Images 1 and 2: M-mode tracing of both the right atrium and the left ventricle obtained with different sweep speeds. Note the regular atrial contractions at a rate of approximately 102 bpm and the regular ventricular contractions at a much slower rate (around 42 bpm) with evident atrio-ventricular dissociation.


Images 3 and 4: color M-mode tracing demonstrating both the flow in the left atrium and the aortic outflow, also confirming the regularity of both atrial and ventricular contractions with different rates being much slower at ventricular level. Note also the atrio-ventricular dissociation.


Images 5 and 6: simultaneous pulsed wave insonation of both left ventricular inflow and outflow demonstrating the atrio-venticular dissociation with the slow ventricular rate. Note that one of the atrial contractions was not evident on the trace (red star) as it occurred during closure of the mitral valve. Note also, the absence of E wave in the mitral inflow waveform that accidentally occurred prior to a ventricular contraction.


Images 7 to 11: simultaneous Doppler insonation of both the ascending aorta and SVC demonstrating both the forward flow in the ascending aorta and the reversed component of venous flow in the SVC occurring during the phase of atrial contraction.
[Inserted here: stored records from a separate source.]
//! Clap derive structures for the `opsdeck` CLI.
//!
//! Defines the complete command tree, global flags, and shared types.

use clap::{Args, Parser, Subcommand, ValueEnum};

// ── Top-Level CLI ────────────────────────────────────────────────────

/// opsdeck -- command-line client for the operations console
#[derive(Debug, Parser)]
#[command(
    name = "opsdeck",
    version,
    about = "Manage the opsdeck operations console from the command line",
    long_about = "A CLI for the opsdeck administrative console.\n\n\
        Talks to the console's HTTP API, keeps a local snapshot of every\n\
        resource collection, and applies mutations optimistically with\n\
        automatic rollback on rejection.",
    propagate_version = true,
    subcommand_required = true,
    arg_required_else_help = true
)]
pub struct Cli {
    #[command(flatten)]
    pub global: GlobalOpts,

    #[command(subcommand)]
    pub command: Command,
}

// ── Global Options ───────────────────────────────────────────────────

#[derive(Debug, Args)]
pub struct GlobalOpts {
    /// Console profile to use
    #[arg(long, short = 'p', env = "OPSDECK_PROFILE", global = true)]
    pub profile: Option<String>,

    /// Console URL (overrides profile)
    #[arg(long, short = 'c', env = "OPSDECK_CONSOLE", global = true)]
    pub console: Option<String>,

    /// API token
    #[arg(long, env = "OPSDECK_TOKEN", global = true, hide_env = true)]
    pub token: Option<String>,

    /// Output format
    #[arg(
        long,
        short = 'o',
        env = "OPSDECK_OUTPUT",
        default_value = "table",
        global = true
    )]
    pub output: OutputFormat,

    /// When to use color output
    #[arg(long, default_value = "auto", global = true)]
    pub color: ColorMode,

    /// Increase verbosity (-v, -vv, -vvv)
    #[arg(long, short = 'v', action = clap::ArgAction::Count, global = true)]
    pub verbose: u8,

    /// Suppress non-error output
    #[arg(long, short = 'q', global = true)]
    pub quiet: bool,

    /// Skip confirmation prompts
    #[arg(long, short = 'y', global = true)]
    pub yes: bool,

    /// Accept self-signed TLS certificates
    #[arg(long, short = 'k', env = "OPSDECK_INSECURE", global = true)]
    pub insecure: bool,

    /// Request timeout in seconds [default: 30]
    #[arg(long, env = "OPSDECK_TIMEOUT", global = true)]
    pub timeout: Option<u64>,
}

// ── Output & Color Enums ─────────────────────────────────────────────

#[derive(Debug, Clone, ValueEnum)]
pub enum OutputFormat {
    /// Pretty table (default, interactive)
    Table,
    /// Pretty-printed JSON
    Json,
    /// Compact single-line JSON
    JsonCompact,
    /// YAML
    Yaml,
    /// Plain text, one value per line (scripting)
    Plain,
}

#[derive(Debug, Clone, ValueEnum)]
pub enum ColorMode {
    /// Auto-detect (color if terminal is interactive)
    Auto,
    /// Always emit color codes
    Always,
    /// Never emit color codes
    Never,
}

// ── Top-Level Command Enum ───────────────────────────────────────────

#[derive(Debug, Subcommand)]
pub enum Command {
    /// Authenticate against a console and store credentials
    Login(LoginArgs),

    /// Remove stored credentials for the active profile
    Logout,

    /// Console health and collection summary
    Status,

    /// Operator notifications
    #[command(alias = "notif", alias = "n")]
    Notifications(NotificationsArgs),

    /// Partner contracts
    #[command(alias = "con")]
    Contracts(ContractsArgs),

    /// Security rules
    #[command(alias = "r")]
    Rules(RulesArgs),

    /// Data comparison runs
    #[command(alias = "cmp")]
    Comparisons(ComparisonsArgs),

    /// Console section visibility flags
    Flags(FlagsArgs),

    /// Generate shell completions
    Completions(CompletionsArgs),
}

// ━━━━━━━━━━━━━━━━━━━━━━━━━━━━━━━━━━━━━━━━━━━━━━━━━━━━━━━━━━━━━━━━━━
//  LOGIN
// ━━━━━━━━━━━━━━━━━━━━━━━━━━━━━━━━━━━━━━━━━━━━━━━━━━━━━━━━━━━━━━━━━━

#[derive(Debug, Args)]
pub struct LoginArgs {
    /// Use username/password session auth instead of a token
    #[arg(long)]
    pub session: bool,

    /// Username for session auth (prompted if omitted)
    #[arg(long, short = 'u')]
    pub username: Option<String>,
}

// ━━━━━━━━━━━━━━━━━━━━━━━━━━━━━━━━━━━━━━━━━━━━━━━━━━━━━━━━━━━━━━━━━━
//  NOTIFICATIONS
// ━━━━━━━━━━━━━━━━━━━━━━━━━━━━━━━━━━━━━━━━━━━━━━━━━━━━━━━━━━━━━━━━━━

#[derive(Debug, Args)]
pub struct NotificationsArgs {
    #[command(subcommand)]
    pub command: NotificationsCommand,
}

#[derive(Debug, Subcommand)]
pub enum NotificationsCommand {
    /// List notifications
    #[command(alias = "ls")]
    List(NotificationListArgs),

    /// Mark one notification as read
    Read {
        /// Notification ID
        id: String,
    },

    /// Mark every unread notification as read
    ReadAll,

    /// Delete a notification
    #[command(alias = "rm")]
    Delete {
        /// Notification ID
        id: String,
    },
}

#[derive(Debug, Args)]
pub struct NotificationListArgs {
    /// Only unread notifications
    #[arg(long, short = 'u')]
    pub unread: bool,

    /// Page number (zero-based)
    #[arg(long, default_value = "0")]
    pub page: usize,

    /// Results per page
    #[arg(long, default_value = "25")]
    pub per_page: usize,
}

// ━━━━━━━━━━━━━━━━━━━━━━━━━━━━━━━━━━━━━━━━━━━━━━━━━━━━━━━━━━━━━━━━━━
//  CONTRACTS
// ━━━━━━━━━━━━━━━━━━━━━━━━━━━━━━━━━━━━━━━━━━━━━━━━━━━━━━━━━━━━━━━━━━

#[derive(Debug, Args)]
pub struct ContractsArgs {
    #[command(subcommand)]
    pub command: ContractsCommand,
}

#[derive(Debug, Subcommand)]
pub enum ContractsCommand {
    /// List contracts
    #[command(alias = "ls")]
    List(ContractListArgs),

    /// Show one contract in detail
    Show {
        /// Contract ID
        id: String,
    },

    /// Create a contract (missing fields are prompted)
    // `ContractFieldArgs` defines its own `--version` (the contract's version
    // label), which collides with the auto-generated version flag.
    #[command(disable_version_flag = true)]
    Create(ContractFieldArgs),

    /// Edit a contract (unset fields keep their current value)
    #[command(disable_version_flag = true)]
    Edit {
        /// Contract ID
        id: String,

        #[command(flatten)]
        fields: ContractFieldArgs,
    },

    /// Delete a contract
    #[command(alias = "rm")]
    Delete {
        /// Contract ID
        id: String,
    },
}

#[derive(Debug, Args)]
pub struct ContractListArgs {
    /// Filter by lifecycle status
    #[arg(long)]
    pub status: Option<ContractStatusArg>,

    /// Filter by partner organization (case-insensitive)
    #[arg(long)]
    pub partner: Option<String>,
}

#[derive(Debug, Args)]
pub struct ContractFieldArgs {
    /// Contract name
    #[arg(long)]
    pub name: Option<String>,

    /// Partner organization
    #[arg(long)]
    pub partner: Option<String>,

    /// Free-form description
    #[arg(long)]
    pub description: Option<String>,

    /// Version label (e.g., "2.1")
    #[arg(long)]
    pub version: Option<String>,

    /// Lifecycle status
    #[arg(long)]
    pub status: Option<ContractStatusArg>,
}

/// Contract lifecycle states accepted on the command line.
#[derive(Debug, Clone, Copy, ValueEnum)]
pub enum ContractStatusArg {
    Draft,
    Active,
    Suspended,
    Expired,
}

// ━━━━━━━━━━━━━━━━━━━━━━━━━━━━━━━━━━━━━━━━━━━━━━━━━━━━━━━━━━━━━━━━━━
//  RULES
// ━━━━━━━━━━━━━━━━━━━━━━━━━━━━━━━━━━━━━━━━━━━━━━━━━━━━━━━━━━━━━━━━━━

#[derive(Debug, Args)]
pub struct RulesArgs {
    #[command(subcommand)]
    pub command: RulesCommand,
}

#[derive(Debug, Subcommand)]
pub enum RulesCommand {
    /// List security rules
    #[command(alias = "ls")]
    List,

    /// Create a rule (missing fields are prompted)
    Create {
        /// Rule name
        #[arg(long)]
        name: Option<String>,

        /// Rule description
        #[arg(long)]
        description: Option<String>,

        /// Create the rule in the disabled state
        #[arg(long)]
        disabled: bool,
    },

    /// Edit a rule (unset fields keep their current value)
    Edit {
        /// Rule ID
        id: String,

        /// New rule name
        #[arg(long)]
        name: Option<String>,

        /// New description
        #[arg(long)]
        description: Option<String>,
    },

    /// Enable a rule
    Enable {
        /// Rule ID
        id: String,
    },

    /// Disable a rule
    Disable {
        /// Rule ID
        id: String,
    },

    /// Delete a rule
    #[command(alias = "rm")]
    Delete {
        /// Rule ID
        id: String,
    },
}

// ━━━━━━━━━━━━━━━━━━━━━━━━━━━━━━━━━━━━━━━━━━━━━━━━━━━━━━━━━━━━━━━━━━
//  COMPARISONS
// ━━━━━━━━━━━━━━━━━━━━━━━━━━━━━━━━━━━━━━━━━━━━━━━━━━━━━━━━━━━━━━━━━━

#[derive(Debug, Args)]
pub struct ComparisonsArgs {
    #[command(subcommand)]
    pub command: ComparisonsCommand,
}

#[derive(Debug, Subcommand)]
pub enum ComparisonsCommand {
    /// List comparison runs
    #[command(alias = "ls")]
    List(ComparisonListArgs),

    /// Fetch one run's current state from the console
    Show {
        /// Comparison ID
        id: String,
    },

    /// Start a new comparison run
    Run {
        /// Source system name
        #[arg(long, required = true)]
        source: String,

        /// Target system name
        #[arg(long, required = true)]
        target: String,
    },

    /// Delete a comparison run
    #[command(alias = "rm")]
    Delete {
        /// Comparison ID
        id: String,
    },
}

#[derive(Debug, Args)]
pub struct ComparisonListArgs {
    /// Filter by run status
    #[arg(long)]
    pub status: Option<ComparisonStatusArg>,
}

/// Comparison run states accepted on the command line.
#[derive(Debug, Clone, Copy, ValueEnum)]
pub enum ComparisonStatusArg {
    Pending,
    Running,
    Succeeded,
    Failed,
}

// ━━━━━━━━━━━━━━━━━━━━━━━━━━━━━━━━━━━━━━━━━━━━━━━━━━━━━━━━━━━━━━━━━━
//  FLAGS
// ━━━━━━━━━━━━━━━━━━━━━━━━━━━━━━━━━━━━━━━━━━━━━━━━━━━━━━━━━━━━━━━━━━

#[derive(Debug, Args)]
pub struct FlagsArgs {
    #[command(subcommand)]
    pub command: FlagsCommand,
}

#[derive(Debug, Subcommand)]
pub enum FlagsCommand {
    /// Show section visibility switches for the active profile
    Show,

    /// Turn a section switch on or off
    Set {
        /// Flag name (e.g., "contract-editing")
        flag: String,

        /// New state
        state: FlagState,
    },
}

#[derive(Debug, Clone, Copy, ValueEnum)]
pub enum FlagState {
    On,
    Off,
}

// ━━━━━━━━━━━━━━━━━━━━━━━━━━━━━━━━━━━━━━━━━━━━━━━━━━━━━━━━━━━━━━━━━━
//  COMPLETIONS
// ━━━━━━━━━━━━━━━━━━━━━━━━━━━━━━━━━━━━━━━━━━━━━━━━━━━━━━━━━━━━━━━━━━

#[derive(Debug, Args)]
pub struct CompletionsArgs {
    /// Shell to generate completions for
    pub shell: clap_complete::Shell,
}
The trace clearly demonstrates the atrio-ventricular dissociation and both the atrial and the ventricular rates. Note in images 9 and 10, atrial contractions which are synchronous with ventricular contractions are taller (Canon A waves).


Videos 2, 3, 4, 5: demonstrate the structural integrity of the fetal heart including the normal situs and the concordant atrio-ventricular and ventriculo-arterial connections denoting absence of any structural defects in the heart which is a very important prognostic factor in cases of complete heart block. Note the cardiomegaly and the vigorous systolic arterial distension of aorta and pulmonary arteries.


Video 6: four chamber view with color Doppler clearly showing the left and right ventricular inflow pattern and the evident regurgitation across both tricuspid and mitral valves.

1.  Hunter LE, Simpson JM. Atrioventricular block during fetal life. J Saudi Heart Assoc 2015; 27:164-178
2. Lopes LM, Tavares GM, Damiano AP, Lopes MA, Aiello VD, Schultz R, Zugaib M. Perinatal outcome of fetal atrioventricular block: one-hundred-sixteen cases from a single institution. Circulation 2008; 118:1268-75.
3. Simpson JM. Fetal arrythmias. Ultrasound Obstet Gynecol 2006; 27:599-606.